━━ Source information

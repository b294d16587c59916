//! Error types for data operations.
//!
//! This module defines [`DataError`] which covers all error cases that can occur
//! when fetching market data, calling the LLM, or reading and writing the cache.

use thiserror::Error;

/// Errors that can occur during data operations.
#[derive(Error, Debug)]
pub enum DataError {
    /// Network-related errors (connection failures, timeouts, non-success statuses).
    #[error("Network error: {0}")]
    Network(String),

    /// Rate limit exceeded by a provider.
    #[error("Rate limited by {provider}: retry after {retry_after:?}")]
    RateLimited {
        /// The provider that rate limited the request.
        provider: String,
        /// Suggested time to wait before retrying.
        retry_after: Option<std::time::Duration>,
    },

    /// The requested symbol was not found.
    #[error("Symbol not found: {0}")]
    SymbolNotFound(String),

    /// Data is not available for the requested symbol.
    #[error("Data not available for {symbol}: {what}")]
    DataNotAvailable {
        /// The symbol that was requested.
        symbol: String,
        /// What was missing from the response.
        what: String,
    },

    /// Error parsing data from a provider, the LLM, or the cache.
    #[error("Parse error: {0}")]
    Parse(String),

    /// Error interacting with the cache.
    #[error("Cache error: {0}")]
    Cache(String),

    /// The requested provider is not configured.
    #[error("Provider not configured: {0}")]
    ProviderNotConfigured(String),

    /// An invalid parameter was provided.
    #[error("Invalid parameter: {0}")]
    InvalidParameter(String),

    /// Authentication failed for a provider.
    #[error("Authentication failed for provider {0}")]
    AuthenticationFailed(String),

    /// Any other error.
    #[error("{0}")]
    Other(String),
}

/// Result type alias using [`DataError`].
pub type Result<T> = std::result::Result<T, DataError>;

━━━━
━━ Source information

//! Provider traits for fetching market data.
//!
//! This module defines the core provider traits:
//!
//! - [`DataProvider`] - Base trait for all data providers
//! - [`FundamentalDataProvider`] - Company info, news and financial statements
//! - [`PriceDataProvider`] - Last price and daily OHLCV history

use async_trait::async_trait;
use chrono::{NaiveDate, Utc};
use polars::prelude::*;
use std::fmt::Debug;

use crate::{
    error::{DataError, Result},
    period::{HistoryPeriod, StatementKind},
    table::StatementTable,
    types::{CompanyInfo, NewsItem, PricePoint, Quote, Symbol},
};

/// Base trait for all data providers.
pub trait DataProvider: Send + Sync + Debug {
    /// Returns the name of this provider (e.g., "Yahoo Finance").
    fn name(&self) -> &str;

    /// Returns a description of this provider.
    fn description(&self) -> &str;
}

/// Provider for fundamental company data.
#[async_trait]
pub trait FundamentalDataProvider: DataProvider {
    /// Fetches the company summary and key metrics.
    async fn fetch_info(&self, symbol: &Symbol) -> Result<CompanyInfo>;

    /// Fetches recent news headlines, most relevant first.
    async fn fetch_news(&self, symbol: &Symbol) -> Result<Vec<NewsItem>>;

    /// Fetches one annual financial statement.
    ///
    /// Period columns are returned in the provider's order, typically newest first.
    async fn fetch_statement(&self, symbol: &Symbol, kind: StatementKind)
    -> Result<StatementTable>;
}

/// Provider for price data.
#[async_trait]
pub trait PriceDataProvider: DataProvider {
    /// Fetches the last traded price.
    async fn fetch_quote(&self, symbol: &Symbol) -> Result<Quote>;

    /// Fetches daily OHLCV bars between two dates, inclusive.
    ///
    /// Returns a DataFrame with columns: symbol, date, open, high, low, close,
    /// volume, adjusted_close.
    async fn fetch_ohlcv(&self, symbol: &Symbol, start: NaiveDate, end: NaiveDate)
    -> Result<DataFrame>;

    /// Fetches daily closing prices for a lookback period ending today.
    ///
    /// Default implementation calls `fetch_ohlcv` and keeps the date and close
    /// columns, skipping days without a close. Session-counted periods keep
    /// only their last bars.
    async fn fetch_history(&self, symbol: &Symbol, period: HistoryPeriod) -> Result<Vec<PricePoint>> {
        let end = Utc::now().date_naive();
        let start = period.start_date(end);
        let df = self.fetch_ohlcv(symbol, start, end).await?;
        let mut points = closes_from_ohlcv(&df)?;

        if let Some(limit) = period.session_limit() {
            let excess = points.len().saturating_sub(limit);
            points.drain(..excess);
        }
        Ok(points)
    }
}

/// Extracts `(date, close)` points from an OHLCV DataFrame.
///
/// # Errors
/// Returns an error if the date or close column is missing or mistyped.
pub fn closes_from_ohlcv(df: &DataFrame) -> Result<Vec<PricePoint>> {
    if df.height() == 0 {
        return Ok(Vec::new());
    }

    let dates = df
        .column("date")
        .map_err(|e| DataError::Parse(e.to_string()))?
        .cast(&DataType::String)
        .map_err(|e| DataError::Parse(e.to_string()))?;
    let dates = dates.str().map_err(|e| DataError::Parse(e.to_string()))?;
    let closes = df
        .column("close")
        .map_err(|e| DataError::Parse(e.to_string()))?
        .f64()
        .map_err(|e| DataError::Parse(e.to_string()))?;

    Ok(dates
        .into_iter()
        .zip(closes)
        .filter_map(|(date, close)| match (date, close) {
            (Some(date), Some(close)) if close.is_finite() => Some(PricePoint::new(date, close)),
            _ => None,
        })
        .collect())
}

━━━━

Aim of the exercise:
Each line in the entries above, starting at the line with "repository b294d16587c59916" and ending at the line with "use thiserror::Error;", is to be printed exactly, and only those lines.

Solution to this task:
repository b294d16587c59916
//! Error types for data operations.
//!
//! This module defines [`DataError`] which covers all error cases that can occur
//! when fetching market data, calling the LLM, or reading and writing the cache.

use thiserror::Error;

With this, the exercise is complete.